Eight million Indians work in the Gulf countries. Many send money home every month. If the war drags on or the Strait closes even briefly, jobs and remittances will suffer. Our engineering and textile exports to West Asia — already under pressure — could shrink. Small businesses and daily-wage workers will be hit hardest.

What makes this moment truly historic is the power shift. For 45 years America dictated terms to Iran — sanctions, isolation, threats. Today a regional country backed by Russia and China is dictating terms to America. The Pentagon itself says the war is unwinnable without boots on the ground. European allies are quietly calling for talks. China is offering itself as a peacemaker. This is not just another Middle East crisis. It is proof that the era of one superpower deciding everything is ending.

America wanted to show strength. Instead it has shown the limits of military power in today’s world. Iran has shown that a determined nation with strong friends can force even a superpower to the table. For India, the lesson is simple: in a changing world, self-reliance and smart diplomacy are our best shields.

The world stands at a dangerous crossroads

What began as America’s attempt to reassert dominance in the Middle East has instead exposed the fragility of the entire global economic order. If the next few days end in genuine talks, oil prices may stabilize and a deeper crisis may be averted. But if Iran follows through — closing the Strait of Hormuz even for a few weeks — the consequences will ripple far beyond the Gulf.

Brent crude at over $100 is already sending shockwaves. Europe, which still relies on Middle Eastern energy for winter heating and industry, faces the real risk of factories shutting down and households choosing between heat and food. China and India, the two largest importers after the United States, will see their import bills balloon by tens of billions of dollars, weakening their currencies and pushing up inflation for ordinary families from Shanghai to Mumbai. Shipping costs will surge, supply chains for everything from mobile phones to medicines will snarl, and developing nations already struggling with debt will slide closer to default.

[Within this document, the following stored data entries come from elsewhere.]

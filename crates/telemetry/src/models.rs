//! Row types shared by the generator and the readers.

use std::fmt;

use serde::{Deserialize, Serialize};

use crate::errors::TelemetryError;

/// One set of correlated channel readings at a fixed timestamp.
#[derive(Debug, Clone, PartialEq, Serialize, Deserialize)]
pub struct Sample {
    /// Seconds since the start of lap 1.
    pub time: f64,
    /// Lap number, starting at 1.
    pub lap: u32,
    /// Cumulative distance along the track in kilometers.
    pub distance: f64,
    /// Speed in km/h.
    pub speed: f64,
    /// Throttle position, 0-100.
    pub throttle: f64,
    /// Brake pressure, 0-100.
    pub brake_pressure: f64,
    pub tire_temp_fl: f64,
    pub tire_temp_fr: f64,
    pub tire_temp_rl: f64,
    pub tire_temp_rr: f64,
    /// Fuel flow in kg/h.
    pub fuel_flow: f64,
    pub engine_rpm: u32,
    #[serde(with = "flag")]
    pub drs_active: bool,
    /// ERS deployment in kW.
    pub battery_deployment: f64,
    pub gear: u8,
    /// Steering angle in degrees, negative is left.
    pub steering_angle: f64,
}

impl Sample {
    /// The four tire temperatures in FL, FR, RL, RR order.
    pub fn tire_temps(&self) -> [f64; 4] {
        [
            self.tire_temp_fl,
            self.tire_temp_fr,
            self.tire_temp_rl,
            self.tire_temp_rr,
        ]
    }
}

/// Boolean channels are stored as `0`/`1` in the tables.
mod flag {
    use serde::{Deserialize, Deserializer, Serializer, de::Error};

    pub fn serialize<S: Serializer>(value: &bool, serializer: S) -> Result<S::Ok, S::Error> {
        serializer.serialize_u8(u8::from(*value))
    }

    pub fn deserialize<'de, D: Deserializer<'de>>(deserializer: D) -> Result<bool, D::Error> {
        let raw = String::deserialize(deserializer)?;
        match raw.trim() {
            "1" | "true" => Ok(true),
            "0" | "false" => Ok(false),
            other => Err(D::Error::custom(format!("invalid flag value: {other}"))),
        }
    }
}

/// Value of a race parameter.
///
/// The parameter table mixes names, counts and coefficients in one column, so
/// the value keeps its type instead of being stored as a bare string.
#[derive(Debug, Clone, PartialEq, Serialize, Deserialize)]
#[serde(untagged)]
pub enum ParamValue {
    Int(i64),
    Float(f64),
    Text(String),
}

impl ParamValue {
    /// Re-types a value read back from a table cell.
    ///
    /// Integers win over floats, anything non-numeric stays text.
    pub fn parse(raw: &str) -> Self {
        let trimmed = raw.trim();
        if let Ok(int) = trimmed.parse::<i64>() {
            return Self::Int(int);
        }
        match trimmed.parse::<f64>() {
            Ok(float) if float.is_finite() => Self::Float(float),
            _ => Self::Text(raw.to_string()),
        }
    }

    /// Numeric view of the value, `None` for text.
    pub fn as_f64(&self) -> Option<f64> {
        match self {
            Self::Int(v) => Some(*v as f64),
            Self::Float(v) => Some(*v),
            Self::Text(_) => None,
        }
    }
}

/// Floats use the fewest digits that round-trip. Decimal exponents below -4
/// or at 6 and above switch to `1.5e+06` form with a two-digit exponent.
impl fmt::Display for ParamValue {
    fn fmt(&self, f: &mut fmt::Formatter<'_>) -> fmt::Result {
        match self {
            Self::Int(v) => write!(f, "{v}"),
            Self::Float(v) => write_float(f, *v),
            Self::Text(s) => f.write_str(s),
        }
    }
}

fn write_float(f: &mut fmt::Formatter<'_>, value: f64) -> fmt::Result {
    let scientific = format!("{value:e}");
    let parts = scientific
        .split_once('e')
        .and_then(|(mantissa, exp)| Some((mantissa, exp.parse::<i32>().ok()?)));

    match parts {
        Some((mantissa, exp)) if !(-4..6).contains(&exp) => {
            let sign = if exp < 0 { '-' } else { '+' };
            write!(f, "{mantissa}e{sign}{:02}", exp.unsigned_abs())
        }
        _ => write!(f, "{value}"),
    }
}

impl From<i64> for ParamValue {
    fn from(value: i64) -> Self {
        Self::Int(value)
    }
}

impl From<f64> for ParamValue {
    fn from(value: f64) -> Self {
        Self::Float(value)
    }
}

impl From<&str> for ParamValue {
    fn from(value: &str) -> Self {
        Self::Text(value.to_string())
    }
}

/// A named static race parameter.
#[derive(Debug, Clone, PartialEq, Serialize, Deserialize)]
pub struct RaceParameter {
    pub name: String,
    pub value: ParamValue,
    pub unit: String,
    pub description: String,
}

impl RaceParameter {
    pub fn new(
        name: impl Into<String>,
        value: impl Into<ParamValue>,
        unit: impl Into<String>,
        description: impl Into<String>,
    ) -> Self {
        Self {
            name: name.into(),
            value: value.into(),
            unit: unit.into(),
            description: description.into(),
        }
    }
}

/// Ordered set of race parameters with lookup by name.
#[derive(Debug, Clone, Default, PartialEq, Serialize, Deserialize)]
pub struct ParameterCatalog {
    parameters: Vec<RaceParameter>,
}

impl ParameterCatalog {
    pub fn new(parameters: Vec<RaceParameter>) -> Self {
        Self { parameters }
    }

    pub fn get(&self, name: &str) -> Option<&RaceParameter> {
        self.parameters.iter().find(|p| p.name == name)
    }

    /// Numeric value of a parameter.
    pub fn get_f64(&self, name: &str) -> Result<f64, TelemetryError> {
        let param = self
            .get(name)
            .ok_or_else(|| TelemetryError::MissingParameter(name.to_string()))?;
        param
            .value
            .as_f64()
            .ok_or_else(|| TelemetryError::NonNumericParameter(name.to_string()))
    }

    /// Replaces the value of an existing parameter or appends a new one.
    pub fn set(&mut self, parameter: RaceParameter) {
        match self.parameters.iter_mut().find(|p| p.name == parameter.name) {
            Some(existing) => *existing = parameter,
            None => self.parameters.push(parameter),
        }
    }

    pub fn iter(&self) -> impl Iterator<Item = &RaceParameter> {
        self.parameters.iter()
    }

    pub fn len(&self) -> usize {
        self.parameters.len()
    }

    pub fn is_empty(&self) -> bool {
        self.parameters.is_empty()
    }

    pub fn into_inner(self) -> Vec<RaceParameter> {
        self.parameters
    }
}

impl FromIterator<RaceParameter> for ParameterCatalog {
    fn from_iter<I: IntoIterator<Item = RaceParameter>>(iter: I) -> Self {
        Self::new(iter.into_iter().collect())
    }
}

/// Tire compound fitted to a car.
#[derive(Debug, Clone, Copy, PartialEq, Eq, Hash, Serialize, Deserialize)]
pub enum TireCompound {
    Soft,
    Medium,
    Hard,
}

impl TireCompound {
    pub const ALL: [TireCompound; 3] = [Self::Soft, Self::Medium, Self::Hard];

    pub fn as_str(&self) -> &'static str {
        match self {
            Self::Soft => "Soft",
            Self::Medium => "Medium",
            Self::Hard => "Hard",
        }
    }
}

impl fmt::Display for TireCompound {
    fn fmt(&self, f: &mut fmt::Formatter<'_>) -> fmt::Result {
        f.write_str(self.as_str())
    }
}

/// Snapshot of another car in the race.
#[derive(Debug, Clone, PartialEq, Serialize, Deserialize)]
pub struct Competitor {
    pub car_number: u32,
    pub position: u32,
    /// Seconds behind the leader.
    pub gap_to_leader: f64,
    /// Seconds.
    pub last_lap_time: f64,
    pub tire_compound: TireCompound,
    pub pit_stops: u32,
    /// Estimated top speed in km/h.
    pub estimated_speed: f64,
    /// Kilograms.
    pub fuel_load_estimate: f64,
    /// Laps on the current set.
    pub tire_age: u32,
    /// Meters to the reference car. Only present in the extended roster.
    #[serde(default)]
    pub distance_to_reference: Option<f64>,
}
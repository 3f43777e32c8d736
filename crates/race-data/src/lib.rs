//! Deterministic synthetic race data.
//!
//! This crate generates a lap-by-lap telemetry trace for one car on a fixed
//! circuit, the circuit's static race parameters, and a snapshot of the rest
//! of the field. Every random draw comes from a single seeded stream passed
//! in by the caller, so the same seed always reproduces the same tables.
//!
//! # Quick Start
//!
//! ```rust,ignore
//! use race_data::prelude::*;
//!
//! let dataset = DatasetBuilder::new()
//!     .with_seed(42)
//!     .with_laps(10)
//!     .with_sample_rate(10.0)
//!     .build()?;
//!
//! dataset.write_to_dir("data")?;
//! ```

pub mod builders;
pub mod config;
pub mod export;
pub mod generators;
pub mod profiles;
pub mod zones;

// Re-export the row types from the telemetry crate
pub use telemetry::{Competitor, ParamValue, ParameterCatalog, RaceParameter, Sample, TireCompound};

pub mod prelude {
    //! Convenient re-exports for common usage.

    pub use crate::builders::{Dataset, DatasetBuilder, DatasetMetrics};
    pub use crate::config::{CircuitConfig, ConfigError, GenerationConfig};
    pub use crate::export::{CsvExporter, ExportError};
    pub use crate::generators::{
        CompetitorGenConfig, CompetitorGenerator, ParameterGenerator, TelemetryGenConfig,
        TelemetryGenerator,
    };
    pub use crate::profiles::{SpeedProfile, TrackProfile};
    pub use crate::zones::{DrivingState, TrackLandmarks};
    pub use crate::{Competitor, ParamValue, ParameterCatalog, RaceParameter, Sample, TireCompound};
}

More than money is at stake. This moment marks the visible cracking of the old unipolar world. For the first time since 1979, a regional power backed by Russia and China is forcing a superpower to the negotiating table on its own terms. The petrodollar system — the quiet foundation of American financial power — is being openly challenged. If sanctions are lifted and reparations discussed, the era of one country writing the rules for global energy and finance begins to end. Multi-polarity is no longer a slogan; it is arriving in real time at the mouth of the Strait of Hormuz.

For India this is both a warning and opportunity. Every extra rupee at the petrol pump reminds us that depending on imported oil is no longer just an economic risk — it is a strategic vulnerability in a world that can be upended overnight. The crisis accelerates the urgent need for solar, wind, electric mobility and domestic exploration, not as green dreams but as national insurance.

The next few days will decide whether this becomes a short, painful price spike or the trigger for a global slowdown that lasts years. Ordinary citizens everywhere — the shopkeeper in Mumbai, the factory worker in Guangzhou, the driver in Lagos — now share the same quiet fear: distant wars no longer stay distant. Their cost lands straight on the kitchen table, the school fee, and the monthly budget of every family on the planet. History is now being written in the language of oil prices — and every one of us is trapped inside the chapter, whether we like it or not.